**EXERCISE GOAL:** Search the material for the string "engine", then report how many lines hold it, with no other text.

**DATASET ENTRIES:**

════════

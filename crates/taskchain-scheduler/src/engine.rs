//! Drives one run from submission to a terminal state.
//!
//! The engine walks the pipeline layer by layer. Tasks in one layer have no
//! dependencies on each other and run concurrently; a layer starts only once
//! the previous one has settled. For each task it:
//!
//! 1. skips it if an upstream failure or a cancellation already settled it,
//! 2. merges its predecessors' outputs and overlays its own input,
//! 3. holds it `Blocked` until its constraints hold,
//! 4. runs the worker, dropping back to `Blocked` if a constraint is lost
//!    mid-run,
//! 5. records the outcome, failing every not-yet-started descendant on
//!    failure.

use std::collections::HashMap;
use std::sync::Arc;

use dashmap::DashMap;
use futures::future::join_all;
use taskchain::{
    run_guarded, Constraints, Data, DeviceState, Pipeline, RunId, RunState, StageError,
    StageOutcome, TaskId, TaskState, WorkInfo, WorkRequest, WorkerRegistry,
};
use tokio::sync::{watch, Semaphore};
use tokio_util::sync::CancellationToken;
use tracing::{debug, error, info, info_span, warn, Instrument};

use crate::monitor::ConstraintMonitor;
use crate::store::WorkInfoStore;

/// A run this one must wait for before starting.
pub(crate) struct Predecessor {
    pub(crate) run_id: RunId,
    pub(crate) leaves: Vec<TaskId>,
    pub(crate) updates: watch::Receiver<Vec<WorkInfo>>,
}

/// Everything a spawned run needs.
pub(crate) struct RunContext {
    pub(crate) run_id: RunId,
    pub(crate) pipeline: Pipeline,
    pub(crate) store: Arc<WorkInfoStore>,
    pub(crate) workers: WorkerRegistry,
    pub(crate) monitor: ConstraintMonitor,
    pub(crate) token: CancellationToken,
    pub(crate) permits: Arc<Semaphore>,
    pub(crate) after: Option<Predecessor>,
    pub(crate) retain_terminal: bool,
    pub(crate) tokens: Arc<DashMap<RunId, CancellationToken>>,
    pub(crate) names: Arc<DashMap<String, Vec<RunId>>>,
}

/// Runs the pipeline to completion. Never panics on task failure.
pub(crate) async fn drive(ctx: RunContext) {
    let span = info_span!("run", run_id = %ctx.run_id, name = %ctx.pipeline.name());
    async move {
        execute(&ctx).await;
        finish(&ctx);
    }
    .instrument(span)
    .await;
}

async fn execute(ctx: &RunContext) {
    let seed = match &ctx.after {
        Some(predecessor) => match await_predecessor(ctx, predecessor).await {
            Some(seed) => seed,
            None => return,
        },
        None => Vec::new(),
    };

    let _permit = tokio::select! {
        permit = Arc::clone(&ctx.permits).acquire_owned() => match permit {
            Ok(permit) => permit,
            Err(_) => {
                error!("scheduler shut down");
                return;
            },
        },
        () = ctx.token.cancelled() => return,
    };

    let layers = match ctx.pipeline.layers() {
        Ok(layers) => layers,
        Err(err) => {
            error!(error = %err, "pipeline rejected");
            fail_all(ctx, &err.to_string());
            return;
        },
    };

    info!(tasks = ctx.pipeline.len(), "run started");
    let mut outputs: HashMap<TaskId, Data> = HashMap::new();
    for layer in layers {
        let results = join_all(
            layer
                .iter()
                .map(|id| run_task(ctx, *id, &outputs, &seed)),
        )
        .await;
        for (id, output) in layer.into_iter().zip(results) {
            if let Some(output) = output {
                outputs.insert(id, output);
            }
        }
    }
}

fn finish(ctx: &RunContext) {
    ctx.tokens.remove(&ctx.run_id);
    let state = ctx.store.run_state(ctx.run_id);
    info!(state = ?state, "run finished");

    if !ctx.retain_terminal && ctx.store.remove_run_if_terminal(ctx.run_id) > 0 {
        if let Some(mut runs) = ctx.names.get_mut(ctx.pipeline.name()) {
            runs.retain(|id| *id != ctx.run_id);
        }
    }
}

/// Waits for the run this one was appended to. Returns the seed input for
/// this run's roots, or `None` if this run was settled instead.
async fn await_predecessor(ctx: &RunContext, predecessor: &Predecessor) -> Option<Vec<Data>> {
    debug!(after = %predecessor.run_id, "waiting for preceding run");
    let mut updates = predecessor.updates.clone();
    let settled = tokio::select! {
        res = updates.wait_for(|infos| RunState::from_infos(infos).is_terminal()) => {
            res.map(|infos| infos.to_vec()).ok()
        },
        () = ctx.token.cancelled() => return None,
    };
    let snapshot = settled.unwrap_or_else(|| predecessor.updates.borrow().clone());

    match RunState::from_infos(&snapshot) {
        RunState::Succeeded => Some(leaf_outputs(&snapshot, &predecessor.leaves)),
        RunState::Cancelled => {
            info!(after = %predecessor.run_id, "preceding run cancelled");
            for id in ctx.pipeline.task_ids() {
                settle(ctx, id, TaskState::Cancelled, |_| {});
            }
            None
        },
        other => {
            warn!(after = %predecessor.run_id, state = %other, "preceding run did not succeed");
            fail_all(ctx, &format!("preceding run {} {other}", predecessor.run_id));
            None
        },
    }
}

/// Outputs of `leaves`, in the given order, taken from a run snapshot.
fn leaf_outputs(snapshot: &[WorkInfo], leaves: &[TaskId]) -> Vec<Data> {
    leaves
        .iter()
        .filter_map(|id| snapshot.iter().find(|info| info.task_id == *id))
        .map(|info| info.output.clone())
        .collect()
}

async fn run_task(
    ctx: &RunContext,
    id: TaskId,
    outputs: &HashMap<TaskId, Data>,
    seed: &[Data],
) -> Option<Data> {
    let request = ctx.pipeline.task(id)?;
    if ctx.token.is_cancelled() || ctx.store.state(id).map_or(true, |s| s.is_terminal()) {
        return None;
    }

    let span = info_span!("task", task_id = %id, worker = %request.worker());
    async move {
        let input = match task_input(ctx, request, outputs, seed) {
            Ok(input) => input,
            Err(reason) => {
                fail_with_descendants(ctx, id, &reason);
                return None;
            },
        };

        let Some(worker) = ctx.workers.get(request.worker()) else {
            let reason = format!("no worker registered as '{}'", request.worker());
            error!("{reason}");
            fail_with_descendants(ctx, id, &reason);
            return None;
        };

        let constraints = *request.constraints();
        loop {
            if !wait_for_constraints(ctx, id, &constraints).await {
                return None;
            }
            if !settle(ctx, id, TaskState::Running, |_| {}) {
                return None;
            }
            debug!("task running");

            let mut device = ctx.monitor.subscribe();
            let outcome = tokio::select! {
                biased;
                outcome = run_guarded(worker.as_ref(), input.clone()) => Some(outcome),
                () = constraint_lost(&mut device, &constraints), if !constraints.is_empty() => None,
            };

            match outcome {
                None => {
                    let unmet = constraints.unmet(&ctx.monitor.current());
                    info!(?unmet, "constraint lost; task interrupted");
                    if !settle(ctx, id, TaskState::Blocked, |info| info.blocked_by = unmet) {
                        return None;
                    }
                },
                Some(StageOutcome::Success(output)) => {
                    let recorded = settle(ctx, id, TaskState::Succeeded, |info| {
                        info.output = output.clone();
                    });
                    if recorded {
                        info!("task succeeded");
                        return Some(output);
                    }
                    debug!("result discarded");
                    return None;
                },
                Some(StageOutcome::Failure(err)) => {
                    warn!(error = %err, "task failed");
                    fail_with_descendants(ctx, id, &err.to_string());
                    return None;
                },
            }
        }
    }
    .instrument(span)
    .await
}

/// Builds a task's input: the merge of its predecessors' outputs (or the
/// seed for roots) overlaid with the task's own input.
fn task_input(
    ctx: &RunContext,
    request: &WorkRequest,
    outputs: &HashMap<TaskId, Data>,
    seed: &[Data],
) -> Result<Data, String> {
    let predecessors = ctx.pipeline.predecessors(request.id());
    let inputs: Vec<Data> = if predecessors.is_empty() {
        seed.to_vec()
    } else {
        let mut inputs = Vec::with_capacity(predecessors.len());
        for predecessor in predecessors {
            let output = outputs
                .get(&predecessor)
                .ok_or_else(|| format!("predecessor {predecessor} produced no output"))?;
            inputs.push(output.clone());
        }
        inputs
    };

    let merged = Data::merge(&inputs, ctx.pipeline.merge_policy()).map_err(|conflict| {
        StageError::InvalidInput {
            key: conflict.key,
            reason: "predecessor outputs conflict".to_string(),
        }
        .to_string()
    })?;
    Ok(merged.overlay(request.input()))
}

/// Holds the task `Blocked` until its constraints hold. Returns `false` if
/// the run was cancelled first.
async fn wait_for_constraints(ctx: &RunContext, id: TaskId, constraints: &Constraints) -> bool {
    let mut device = ctx.monitor.subscribe();
    let unmet = constraints.unmet(&device.borrow_and_update());
    if unmet.is_empty() {
        return true;
    }

    if ctx.store.state(id) != Some(TaskState::Blocked) {
        info!(?unmet, "task blocked");
        if !settle(ctx, id, TaskState::Blocked, |info| info.blocked_by = unmet) {
            return false;
        }
    }

    tokio::select! {
        satisfied = state_matches(&mut device, |state| constraints.is_satisfied_by(state)) => satisfied,
        () = ctx.token.cancelled() => false,
    }
}

async fn constraint_lost(device: &mut watch::Receiver<DeviceState>, constraints: &Constraints) {
    if !state_matches(device, |state| !constraints.is_satisfied_by(state)).await {
        // The monitor outlives every run; a closed channel never resolves.
        std::future::pending::<()>().await;
    }
}

async fn state_matches(
    device: &mut watch::Receiver<DeviceState>,
    predicate: impl FnMut(&DeviceState) -> bool,
) -> bool {
    device.wait_for(predicate).await.is_ok()
}

/// Applies a transition, logging instead of failing when the task was
/// already settled elsewhere (typically by a cancellation).
fn settle(
    ctx: &RunContext,
    id: TaskId,
    next: TaskState,
    update: impl FnOnce(&mut WorkInfo),
) -> bool {
    match ctx.store.transition(id, next, update) {
        Ok(_) => true,
        Err(err) => {
            debug!(task_id = %id, error = %err, "transition skipped");
            false
        },
    }
}

fn fail_with_descendants(ctx: &RunContext, id: TaskId, reason: &str) {
    settle(ctx, id, TaskState::Failed, |info| {
        info.error = Some(reason.to_string());
    });

    let cause = format!("upstream task {id} failed");
    for descendant in ctx.pipeline.descendants(id) {
        if ctx.store.state(descendant) == Some(TaskState::Enqueued) {
            settle(ctx, descendant, TaskState::Failed, |info| {
                info.error = Some(cause.clone());
            });
        }
    }
}

fn fail_all(ctx: &RunContext, reason: &str) {
    for id in ctx.pipeline.task_ids() {
        settle(ctx, id, TaskState::Failed, |info| {
            info.error = Some(reason.to_string());
        });
    }
}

════════

**EXERCISE SOLUTION:** 2